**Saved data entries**
↓↓↓

impl<W: Write + Seek> ArchiveWriter<W> {
    /// Write the header partition, header metadata and index reserve to
    /// `sink`, which must be positioned at its start.
    pub fn prepare(mut sink: W, config: WriterConfig) -> Result<Self> {
        config.validate()?;
        let num_audio = config.num_audio_tracks as u8;

        let video_key = complete_essence_element_key(&labels::UNC_PICTURE_ELEMENT, 1, UNC_FRAME_WRAPPED_EE_TYPE, 1);
        let audio_keys: Vec<Key> = (0..num_audio)
            .map(|i| complete_essence_element_key(&labels::BWF_SOUND_ELEMENT, num_audio, BWF_FRAME_WRAPPED_EE_TYPE, i + 1))
            .collect();

        let mut header = Partition::header();
        header.this_partition = sink.stream_position()?;
        header.index_sid = INDEX_SID;
        header.body_sid = BODY_SID;
        for ec in essence_containers(&config) {
            header.add_essence_container(ec);
        }

        let mut index_segment = IndexTableSegment::constant(
            config.edit_rate,
            config.content_package_size() as u32,
            INDEX_SID,
            BODY_SID,
        );
        index_segment.add_delta_entry(0);
        let mut delta = SYSTEM_ITEM_KLV_SIZE;
        index_segment.add_delta_entry(delta as u32);
        delta += 20 + config.video_frame_size as u64;
        for _ in 0..num_audio {
            index_segment.add_delta_entry(delta as u32);
            delta += 20 + config.audio_frame_size as u64;
        }

        let archive = build_metadata(&config, &video_key, &audio_keys)?;
        let vitc_index = TimecodeIndex::with_config(config.timecode_index)?;
        let ltc_index = TimecodeIndex::with_config(config.timecode_index)?;

        header.write(&mut sink)?;

        let mut writer = ArchiveWriter {
            sink,
            path: None,
            config,
            header,
            archive,
            index_segment,
            video_key,
            audio_keys,
            vitc_index,
            ltc_index,
            first_vitc: None,
            state: PackageState::Start,
            duration: 0,
            failed: false,
        };
        writer.write_header_region()?;
        writer.header.rewrite_at(&mut writer.sink)?;
        writer.sink.flush()?;

        debug!(
            audio_tracks = num_audio,
            content_package = writer.config.content_package_size(),
            header_byte_count = writer.header.header_byte_count,
            "prepared archive file"
        );
        Ok(writer)
    }

    /// Write header metadata, the index segment and fill up to the header
    /// reserve.
    fn write_header_region(&mut self) -> Result<()> {
        let metadata_start = self.header.pack_end();
        self.sink.seek(SeekFrom::Start(metadata_start))?;
        self.header.header_byte_count = self.archive.metadata.write(&mut self.sink)?;

        let index_start = metadata_start + self.header.header_byte_count;
        let index_end = index_start + self.index_segment.write(&mut self.sink)?;
        let reserve = self.config.header_reserve;
        if index_end > reserve || (index_end < reserve && reserve - index_end < MIN_FILL_SIZE) {
            return Err(MxfError::unsupported(format!(
                "header metadata and index end at {}, past the reserve of {} bytes",
                index_end, reserve
            )));
        }
        if index_end < reserve {
            klv::write_fill(&mut self.sink, reserve - index_end)?;
        }
        self.header.index_byte_count = reserve - index_start;
        Ok(())
    }

    fn check_usable(&self) -> Result<()> {
        if self.failed {
            return Err(MxfError::invalid_state("a previous write failed, the file must be aborted"));
        }
        Ok(())
    }

    /// Run a write against the sink, marking the writer failed on error.
    fn write_to_sink<T>(&mut self, write: impl FnOnce(&mut W) -> Result<T>) -> Result<T> {
        let result = write(&mut self.sink);
        if let Err(e) = &result {
            warn!(error = %e, "archive write failed");
            self.failed = true;
        }
        result
    }

    /// Write the system item starting a content package.
    pub fn write_system_item(&mut self, vitc: ArchiveTimecode, ltc: ArchiveTimecode) -> Result<()> {
        self.check_usable()?;
        if self.state != PackageState::Start {
            return Err(MxfError::invalid_state("Timecode already written"));
        }

        self.write_to_sink(|sink| SystemItemTimecodes::new(vitc, ltc).write(sink))?;

        self.vitc_index.add_timecode(&vitc);
        self.ltc_index.add_timecode(&ltc);
        if self.first_vitc.is_none() && vitc.is_valid() {
            self.first_vitc = Some(vitc);
        }
        self.state = PackageState::AfterTimecode;
        Ok(())
    }

    /// Write the video frame of the current content package.
    pub fn write_video_frame(&mut self, data: &[u8]) -> Result<()> {
        self.check_usable()?;
        match self.state {
            PackageState::Start => {
                return Err(MxfError::invalid_state("Must first write timecode before video frame"))
            }
            PackageState::AfterVideo { .. } => return Err(MxfError::invalid_state("Video frame already written")),
            PackageState::AfterTimecode => {}
        }

        let key = self.video_key;
        self.write_element(key, self.config.video_frame_size, data)?;
        self.duration += 1;
        self.state = if self.audio_keys.is_empty() {
            PackageState::Start
        } else {
            PackageState::AfterVideo { audio_written: 0 }
        };
        Ok(())
    }

    /// Write the next audio frame of the current content package.
    pub fn write_audio_frame(&mut self, data: &[u8]) -> Result<()> {
        self.check_usable()?;
        let PackageState::AfterVideo { audio_written } = self.state else {
            return Err(MxfError::invalid_state("Must write video frame before audio frames"));
        };

        let key = self.audio_keys[audio_written as usize];
        self.write_element(key, self.config.audio_frame_size, data)?;
        let audio_written = audio_written + 1;
        self.state = if audio_written as usize >= self.audio_keys.len() {
            PackageState::Start
        } else {
            PackageState::AfterVideo { audio_written }
        };
        Ok(())
    }

    fn write_element(&mut self, key: Key, frame_size: u32, data: &[u8]) -> Result<()> {
        let declared = frame_size as u64;
        let len = data.len() as u64;
        if len > declared {
            return Err(MxfError::EssenceOverflow {
                declared,
                written: 0,
                attempted: len,
            });
        }
        if len < declared {
            return Err(MxfError::ShortWrite { declared, written: len });
        }

        self.write_to_sink(|sink| {
            let mut element = EssenceElementWriter::open(sink, key, DEFAULT_LLEN, declared)?;
            element.write_data(data)?;
            element.finalize()
        })?;
        Ok(())
    }

    /// Number of content packages written
    pub fn duration(&self) -> i64 {
        self.duration
    }

    pub fn config(&self) -> &WriterConfig {
        &self.config
    }

    /// VITC recorded so far
    pub fn vitc_index(&self) -> &TimecodeIndex {
        &self.vitc_index
    }

    /// LTC recorded so far
    pub fn ltc_index(&self) -> &TimecodeIndex {
        &self.ltc_index
    }

    /// Finish the file and return the sink.
    ///
    /// Durations are filled in, the header metadata is rewritten in place
    /// and a footer partition with the final header metadata, the index and
    /// a random index pack is appended. `events` that can be located through
    /// their VITC/LTC pair are recorded on an event track of the file source
    /// package in the footer metadata; the header partition is then left
    /// closed but incomplete.
    pub fn complete(mut self, events: &[TimecodeEvent]) -> Result<W> {
        self.check_usable()?;
        if self.state != PackageState::Start {
            return Err(MxfError::invalid_state("content package is incomplete"));
        }

        self.update_durations()?;
        self.index_segment.index_duration = self.duration;
        self.write_header_region()?;

        let located = self.locate_events(events);

        let footer_offset = self.sink.seek(SeekFrom::End(0))?;
        let mut footer = Partition::footer();
        footer.completeness = PartitionCompleteness::Complete;
        footer.this_partition = footer_offset;
        footer.previous_partition = self.header.this_partition;
        footer.footer_partition = footer_offset;
        footer.index_sid = INDEX_SID;
        footer.body_offset = self.duration as u64 * self.config.content_package_size();
        footer.essence_containers = self.header.essence_containers.clone();
        footer.write(&mut self.sink)?;

        if !located.is_empty() {
            self.add_event_tracks(events, &located)?;
        }
        footer.header_byte_count = self.archive.metadata.write(&mut self.sink)?;

        self.index_segment.instance_uid = Uuid::new_v4();
        footer.index_byte_count = self.index_segment.write(&mut self.sink)?;

        let mut rip = RandomIndexPack::new();
        rip.add_entry(BODY_SID, self.header.this_partition);
        rip.add_entry(0, footer_offset);
        rip.write(&mut self.sink)?;

        self.header.status = PartitionStatus::Closed;
        self.header.completeness = if located.is_empty() {
            PartitionCompleteness::Complete
        } else {
            PartitionCompleteness::Incomplete
        };
        self.header.footer_partition = footer_offset;
        self.header.rewrite_at(&mut self.sink)?;
        footer.rewrite_at(&mut self.sink)?;
        self.sink.flush()?;

        info!(
            duration = self.duration,
            events = located.len(),
            footer_offset,
            "completed archive file"
        );
        Ok(self.sink)
    }

    /// Discard everything written, removing the file if the writer created
    /// one.
    pub fn abort(self) -> Result<()>
    where
        W: Discard,
    {
        let ArchiveWriter { mut sink, path, .. } = self;
        sink.discard()?;
        drop(sink);

        if let Some(path) = path {
            fs::remove_file(&path)?;
            info!(path = %path.display(), "aborted archive file");
        }
        Ok(())
    }

    fn update_durations(&mut self) -> Result<()> {
        let archive = &mut self.archive;
        for &set in &archive.duration_sets {
            archive.metadata.set_value(set, items::DURATION, &self.duration)?;
        }
        for &set in &archive.descriptor_sets {
            archive.metadata.set_value(set, items::CONTAINER_DURATION, &self.duration)?;
        }

        if let Some(first) = self.first_vitc {
            let start = first.to_position(self.vitc_index.config().frames_per_second);
            archive
                .metadata
                .set_value(archive.timecode_component, items::START_TIMECODE, &start)?;
        }
        Ok(())
    }

    /// Positions of the events that can be located, with their index in
    /// `events`.
    ///
    /// Nothing is located unless one of the first `max_event_checks` events
    /// is found.
    fn locate_events(&self, events: &[TimecodeEvent]) -> Vec<(i64, usize)> {
        if events.is_empty() {
            return Vec::new();
        }

        let mut vitc = TimecodeIndexSearcher::new(&self.vitc_index);
        let mut ltc = TimecodeIndexSearcher::new(&self.ltc_index);
        let checks = self.config.max_event_checks;
        let found_leading = events.iter().take(checks).any(|event| {
            matches!(
                find_position_at_dual_timecode(&mut vitc, &event.vitc, &mut ltc, &event.ltc),
                Ok(Some(_))
            )
        });
        if !found_leading {
            warn!(checks, "failed to locate any of the leading events, recording none");
            return Vec::new();
        }

        let mut vitc = TimecodeIndexSearcher::new(&self.vitc_index);
        let mut ltc = TimecodeIndexSearcher::new(&self.ltc_index);
        let mut located = Vec::new();
        for (i, event) in events.iter().enumerate() {
            match find_position_at_dual_timecode(&mut vitc, &event.vitc, &mut ltc, &event.ltc) {
                Ok(Some(position)) => located.push((position, i)),
                Ok(None) => warn!(event = i, vitc = %event.vitc, ltc = %event.ltc, "failed to locate event"),
                Err(e) => warn!(event = i, error = %e, "failed to locate event"),
            }
        }
        located
    }

    fn add_event_tracks(&mut self, events: &[TimecodeEvent], located: &[(i64, usize)]) -> Result<()> {
        let metadata = &mut self.archive.metadata;
        let file_package = self.archive.file_package;
        let mut track_id = 2 + self.audio_keys.len() as u32;

        for chunk in located.chunks(MAX_EVENTS_PER_TRACK) {
            let track = metadata.create_set(sets::EVENT_TRACK);
            metadata.add_strong_ref(file_package, items::TRACKS, track)?;
            metadata.set_value(track, items::TRACK_NAME, &self.config.event_track_name)?;
            metadata.set_value(track, items::TRACK_ID, &track_id)?;
            metadata.set_value(track, items::TRACK_NUMBER, &0u32)?;
            metadata.set_value(track, items::EVENT_EDIT_RATE, &self.config.edit_rate)?;
            metadata.set_value(track, items::EVENT_ORIGIN, &0i64)?;
            track_id += 1;

            let sequence = metadata.create_set(sets::SEQUENCE);
            metadata.set_strong_ref(track, items::SEQUENCE, sequence)?;
            metadata.set_value(sequence, items::DATA_DEFINITION, &labels::DDEF_DESCRIPTIVE_METADATA)?;
            metadata.set_array::<Uuid>(sequence, items::STRUCTURAL_COMPONENTS, &[])?;

            for &(position, event) in chunk {
                let segment = metadata.create_set(sets::DM_SEGMENT);
                metadata.add_strong_ref(sequence, items::STRUCTURAL_COMPONENTS, segment)?;
                metadata.set_value(segment, items::DATA_DEFINITION, &labels::DDEF_DESCRIPTIVE_METADATA)?;
                metadata.set_value(segment, items::EVENT_START_POSITION, &position)?;
                metadata.set_value(segment, items::DURATION, &1i64)?;
                let comment = &events[event].comment;
                if !comment.is_empty() {
                    metadata.set_value(segment, items::EVENT_COMMENT, comment)?;
                }
            }
        }
        Ok(())
    }
}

↑↑↑

**Problem requirements**
Copy out the lines of the records above in which the string "info" appears.

**Completed exercise**
        info!(
            info!(path = %path.display(), "aborted archive file");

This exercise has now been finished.